What Makes this Cookies and Cream Ice Cream so Spectacular?
In this recipe, I use the same base as I use in my Cinnamon Stick Ice Cream. I could have just made a cinnamon cookies and cream (which, you should know, is downright delicious – just sayin’…), but I wanted to kick it old school. I also wanted a deep vanilla flavor in the base. So, for this recipe, I use the scrapings of one vanilla bean plus 1 tsp. of vanilla bean paste.
The vanilla been seeds deliver the deepest, best vanilla flavor. Plus, the visible seeds in the ice cream are just so darn pretty! The vanilla bean paste delivers additional seeds. Plus, because it is a paste, it dissolves and mixes into the entire base mixture for vanilla favor in every corner of the base. Could you use vanilla extract? Of course. You just get a stronger, prettier result with the vanilla bean and vanilla paste combination.
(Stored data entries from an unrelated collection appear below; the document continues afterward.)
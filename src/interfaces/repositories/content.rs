use async_trait::async_trait;
use serde::{de::DeserializeOwned, Deserialize};
use serde_json::Value;
use tracing::warn;

use crate::{
    entities::{
        blog_post::BlogPost, category::Category, project::Project, site_settings::SiteSettings,
        social_link::SocialLink, uses_item::UsesItem,
    },
    errors::CmsError,
    infrastructure::cms::{queries, SanityClient},
};

/// Read access to the published content. Every call is independent; callers
/// decide how to degrade when one fails.
#[async_trait]
pub trait ContentRepository: Send + Sync {
    fn is_configured(&self) -> bool;
    async fn fetch_projects(&self) -> Result<Vec<Project>, CmsError>;
    async fn fetch_blog_posts(&self) -> Result<Vec<BlogPost>, CmsError>;
    async fn fetch_uses_items(&self) -> Result<Vec<UsesItem>, CmsError>;
    async fn fetch_categories(&self) -> Result<Vec<Category>, CmsError>;
    async fn fetch_site_settings(&self) -> Result<Option<SiteSettings>, CmsError>;
    async fn fetch_social_links(&self) -> Result<Vec<SocialLink>, CmsError>;
    async fn fetch_blog_post_by_slug(&self, slug: &str) -> Result<Option<BlogPost>, CmsError>;
    async fn fetch_blog_slugs(&self) -> Result<Vec<String>, CmsError>;
    async fn ping(&self) -> Result<(), CmsError>;
}

#[derive(Clone)]
pub struct SanityContentRepo {
    client: SanityClient,
}

#[derive(Deserialize)]
struct SlugRow {
    slug: Option<String>,
}

impl SanityContentRepo {
    pub fn new(client: SanityClient) -> Self {
        SanityContentRepo { client }
    }

    /// A `null` result (no documents of that type yet) reads as empty.
    /// Documents are decoded one by one: an incomplete one is skipped and
    /// logged, the rest of the collection is kept.
    async fn fetch_list<T: DeserializeOwned>(&self, query: &str) -> Result<Vec<T>, CmsError> {
        let items: Option<Vec<Value>> = self.client.fetch(query, &[]).await?;
        Ok(items.unwrap_or_default().into_iter().filter_map(decode_document).collect())
    }
}

fn decode_document<T: DeserializeOwned>(document: Value) -> Option<T> {
    let id = document.get("_id").and_then(Value::as_str).unwrap_or("<missing>").to_string();

    match serde_json::from_value(document) {
        Ok(item) => Some(item),
        Err(err) => {
            warn!(document_id = %id, error = %err, "Skipping malformed document");
            None
        }
    }
}

#[async_trait]
impl ContentRepository for SanityContentRepo {
    fn is_configured(&self) -> bool {
        self.client.is_configured()
    }

    async fn fetch_projects(&self) -> Result<Vec<Project>, CmsError> {
        self.fetch_list(queries::PROJECTS).await
    }

    async fn fetch_blog_posts(&self) -> Result<Vec<BlogPost>, CmsError> {
        self.fetch_list(queries::BLOG_POSTS).await
    }

    async fn fetch_uses_items(&self) -> Result<Vec<UsesItem>, CmsError> {
        self.fetch_list(queries::USES_ITEMS).await
    }

    async fn fetch_categories(&self) -> Result<Vec<Category>, CmsError> {
        self.fetch_list(queries::CATEGORIES).await
    }

    async fn fetch_site_settings(&self) -> Result<Option<SiteSettings>, CmsError> {
        self.client.fetch(queries::SITE_SETTINGS, &[]).await
    }

    async fn fetch_social_links(&self) -> Result<Vec<SocialLink>, CmsError> {
        self.fetch_list(queries::SOCIAL_LINKS).await
    }

    async fn fetch_blog_post_by_slug(&self, slug: &str) -> Result<Option<BlogPost>, CmsError> {
        self.client
            .fetch(queries::BLOG_POST_BY_SLUG, &[("slug", slug.to_string())])
            .await
    }

    async fn fetch_blog_slugs(&self) -> Result<Vec<String>, CmsError> {
        let rows: Vec<SlugRow> = self.fetch_list(queries::BLOG_SLUGS).await?;
        Ok(rows
            .into_iter()
            .filter_map(|row| row.slug)
            .filter(|slug| !slug.is_empty())
            .collect())
    }

    async fn ping(&self) -> Result<(), CmsError> {
        let _: Option<Value> = self.client.fetch(queries::HEALTH_PROBE, &[]).await?;
        Ok(())
    }
}
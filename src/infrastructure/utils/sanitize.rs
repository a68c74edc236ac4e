use std::fmt::Display;

use once_cell::sync::Lazy;
use regex::Regex;

static LONG_TOKEN: Lazy<Regex> = Lazy::new(|| Regex::new(r"[a-zA-Z0-9]{40,}").expect("valid regex"));
static TOKEN_PARAM: Lazy<Regex> = Lazy::new(|| Regex::new(r"(?i)token=[^&\s]+").expect("valid regex"));
static BEARER: Lazy<Regex> = Lazy::new(|| Regex::new(r"(?i)Bearer\s+[a-zA-Z0-9._-]+").expect("valid regex"));

/// Redacts anything that looks like a credential from an error message
/// before it reaches logs or the status banner.
///
/// Pattern based: long alphanumeric runs, `token=` query values and
/// `Bearer` header values.
pub fn sanitize_message(message: &str) -> String {
    let message = LONG_TOKEN.replace_all(message, "[REDACTED]");
    let message = TOKEN_PARAM.replace_all(&message, "token=[REDACTED]");
    let message = BEARER.replace_all(&message, "Bearer [REDACTED]");
    message.into_owned()
}

pub fn sanitize_error<E: Display + ?Sized>(error: &E) -> String {
    sanitize_message(&error.to_string())
}
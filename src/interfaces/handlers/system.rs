use std::time::Duration;

use actix_web::{get, web, HttpResponse, Responder};
use chrono::Utc;
use humantime::format_duration;
use parking_lot::RwLock;
use serde::Serialize;

use crate::{
    constants::{HEALTH_CACHE_SECS, START_TIME},
    use_cases::portfolio::HealthReport,
    AppState,
};

#[derive(Serialize, Clone, Debug)]
pub struct HealthCheckResponse {
    #[serde(flatten)]
    report: HealthReport,
    timestamp: String,
    start_at: String,
    uptime: String,
    version: String,
}

/// Last health response and when it was built (unix seconds).
#[derive(Default)]
pub struct HealthCache {
    entry: RwLock<Option<(i64, HealthCheckResponse)>>,
}

impl HealthCache {
    fn fresh(&self, now: i64) -> Option<HealthCheckResponse> {
        self.entry
            .read()
            .as_ref()
            .filter(|(built_at, _)| now - built_at < HEALTH_CACHE_SECS)
            .map(|(_, response)| response.clone())
    }

    fn store(&self, now: i64, response: HealthCheckResponse) {
        *self.entry.write() = Some((now, response));
    }
}

async fn build_health_response(state: &AppState) -> HealthCheckResponse {
    let now_utc = Utc::now();
    let uptime = now_utc.signed_duration_since(*START_TIME).num_seconds().max(0) as u64;

    HealthCheckResponse {
        report: state.portfolio_handler.check_health().await,
        timestamp: now_utc.to_rfc3339(),
        start_at: START_TIME.to_rfc3339(),
        uptime: format_duration(Duration::from_secs(uptime)).to_string(),
        version: env!("CARGO_PKG_VERSION").to_string(),
    }
}

/// Always answers 200 so a CMS outage never makes the site look down; the
/// body carries `healthy`, `warning` or `degraded`.
#[get("/health")]
pub async fn health_check(state: web::Data<AppState>) -> impl Responder {
    let now = Utc::now().timestamp();

    if let Some(cached) = state.health_cache.fresh(now) {
        return HttpResponse::Ok().json(cached);
    }

    let response = build_health_response(&state).await;
    state.health_cache.store(now, response.clone());

    HttpResponse::Ok().json(response)
}
use reqwest::Client;
use serde::{de::DeserializeOwned, Deserialize};
use tracing::{debug, instrument, warn};
use url::Url;

use crate::{
    errors::CmsError,
    infrastructure::utils::sanitize::sanitize_error,
    settings::SanityConfig,
};

const MAX_ERROR_BODY: usize = 512;

#[derive(Deserialize)]
struct QueryResponse<T> {
    result: T,
}

/// Read-only GROQ client for one Sanity project and dataset.
#[derive(Clone)]
pub struct SanityClient {
    http: Client,
    config: SanityConfig,
    endpoint: Option<Url>,
}

impl SanityClient {
    pub fn new(config: &SanityConfig) -> Result<Self, CmsError> {
        let http = Client::builder()
            .timeout(config.timeout())
            .user_agent(concat!(env!("CARGO_PKG_NAME"), "/", env!("CARGO_PKG_VERSION")))
            .build()?;

        let endpoint = if config.is_configured() {
            Some(query_endpoint(config)?)
        } else {
            None
        };

        Ok(SanityClient { http, config: config.clone(), endpoint })
    }

    pub fn is_configured(&self) -> bool {
        self.endpoint.is_some()
    }

    /// Runs a GROQ query and decodes its `result`.
    ///
    /// `params` are bound as `$name` variables and sent JSON encoded.
    /// Transport failures, throttling and 5xx responses are retried with a
    /// capped linear backoff.
    #[instrument(skip(self, query, params), fields(query = %query.trim()))]
    pub async fn fetch<T: DeserializeOwned>(&self, query: &str, params: &[(&str, String)]) -> Result<T, CmsError> {
        let endpoint = self.endpoint.as_ref().ok_or(CmsError::NotConfigured)?;
        let url = with_query(endpoint, query, params)?;

        let mut attempt = 0;
        loop {
            match self.send::<T>(&url).await {
                Ok(result) => return Ok(result),
                Err(err) if err.is_retryable() && attempt < self.config.max_retries => {
                    attempt += 1;
                    let delay = self.config.retry_delay(attempt);
                    warn!(
                        attempt,
                        delay_ms = delay.as_millis() as u64,
                        error = %sanitize_error(&err),
                        "Sanity query failed, retrying"
                    );
                    tokio::time::sleep(delay).await;
                }
                Err(err) => return Err(err),
            }
        }
    }

    async fn send<T: DeserializeOwned>(&self, url: &Url) -> Result<T, CmsError> {
        // Anonymous reads only: published documents, never the write token.
        let response = self.http.get(url.clone()).send().await?;
        let status = response.status();

        if !status.is_success() {
            let mut body = response.text().await.unwrap_or_default();
            if body.len() > MAX_ERROR_BODY {
                let cut = (0..=MAX_ERROR_BODY).rev().find(|i| body.is_char_boundary(*i)).unwrap_or(0);
                body.truncate(cut);
            }
            return Err(CmsError::Status { status: status.as_u16(), body });
        }

        let bytes = response.bytes().await?;
        debug!(bytes = bytes.len(), "Sanity query succeeded");

        let envelope: QueryResponse<T> = serde_json::from_slice(&bytes)?;
        Ok(envelope.result)
    }
}

fn query_endpoint(config: &SanityConfig) -> Result<Url, CmsError> {
    let project_id = config.project_id.as_deref().unwrap_or_default().trim();
    let dataset = config.dataset.as_deref().unwrap_or_default().trim();

    let host = match &config.api_host {
        Some(host) => host.trim_end_matches('/').to_string(),
        None if config.use_cdn => format!("https://{project_id}.apicdn.sanity.io"),
        None => format!("https://{project_id}.api.sanity.io"),
    };

    let raw = format!(
        "{host}/v{}/data/query/{}",
        config.api_version.trim_start_matches('v'),
        urlencoding::encode(dataset)
    );
    Url::parse(&raw).map_err(|e| CmsError::InvalidEndpoint(format!("{raw}: {e}")))
}

fn with_query(endpoint: &Url, query: &str, params: &[(&str, String)]) -> Result<Url, CmsError> {
    let mut url = endpoint.clone();
    {
        let mut pairs = url.query_pairs_mut();
        pairs.append_pair("query", query.trim());
        for (name, value) in params {
            pairs.append_pair(&format!("${name}"), &serde_json::to_string(value)?);
        }
    }
    Ok(url)
}
use actix_web::{
    error::{JsonPayloadError, PathError, QueryPayloadError},
    http::StatusCode,
    web, HttpResponse, ResponseError,
};
use serde_json::json;

/// Extractor failures rendered as the same `{"error": ...}` body every
/// other error uses.
pub fn config_routes(cfg: &mut web::ServiceConfig) {
    cfg.app_data(web::JsonConfig::default().error_handler(|err, _req| ExtractorError::from(err).into()))
        .app_data(web::QueryConfig::default().error_handler(|err, _req| ExtractorError::from(err).into()))
        .app_data(web::PathConfig::default().error_handler(|err, _req| ExtractorError::from(err).into()));
}

#[derive(Debug)]
pub struct ExtractorError {
    message: String,
    status: StatusCode,
}

impl std::fmt::Display for ExtractorError {
    fn fmt(&self, f: &mut std::fmt::Formatter<'_>) -> std::fmt::Result {
        write!(f, "{}", self.message)
    }
}

impl ResponseError for ExtractorError {
    fn status_code(&self) -> StatusCode {
        self.status
    }

    fn error_response(&self) -> HttpResponse<actix_web::body::BoxBody> {
        HttpResponse::build(self.status).json(json!({ "error": self.message }))
    }
}

impl From<JsonPayloadError> for ExtractorError {
    fn from(err: JsonPayloadError) -> Self {
        ExtractorError {
            message: format!("JSON payload error: {}", err),
            status: StatusCode::BAD_REQUEST,
        }
    }
}

impl From<QueryPayloadError> for ExtractorError {
    fn from(err: QueryPayloadError) -> Self {
        ExtractorError {
            message: format!("Invalid query string: {}", err),
            status: StatusCode::BAD_REQUEST,
        }
    }
}

impl From<PathError> for ExtractorError {
    fn from(err: PathError) -> Self {
        ExtractorError {
            message: format!("Invalid path: {}", err),
            status: StatusCode::NOT_FOUND,
        }
    }
}
use chrono::{DateTime, Utc};
use once_cell::sync::Lazy;

pub static START_TIME: Lazy<DateTime<Utc>> = Lazy::new(Utc::now);

/// Asset reference carried by bundled content that has no real upload.
pub const FALLBACK_ASSET_REF: &str = "fallback";

pub const PLACEHOLDER_IMAGE: &str = "/placeholder.svg";

pub const SANITY_CDN_HOST: &str = "https://cdn.sanity.io";

pub const DEFAULT_IMAGE_WIDTH: u32 = 400;
pub const DEFAULT_IMAGE_HEIGHT: u32 = 300;

pub const HEALTH_CACHE_SECS: i64 = 5;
As for the cookies, use your favorite brand. Oreos, of course, work great. Newman’s Own seems to have a higher cream to cookie ratio, which I rather enjoy.
Ice Cream Making Tips
Making ice cream is actually quite simple and does not require much active time. Here are a few tips to follow when making ice cream:
Prep your ingredients
Most importantly, separate your eggs. (Save the whites for an omelet or another sensible pastry product like the marshmallow crème frosting in my Chocolate Cake with Marshmallow Frosting, meringues, a chiffon cake, an angel food cake…)
If you have never used a vanilla bean before, do not be scared of it! With a paring knife, simply slice it down the middle lengthwise, scrape both sides with the back of your knife, and throw all those yummy seeds together with the entire split bean (also called a pod) into the saucepan.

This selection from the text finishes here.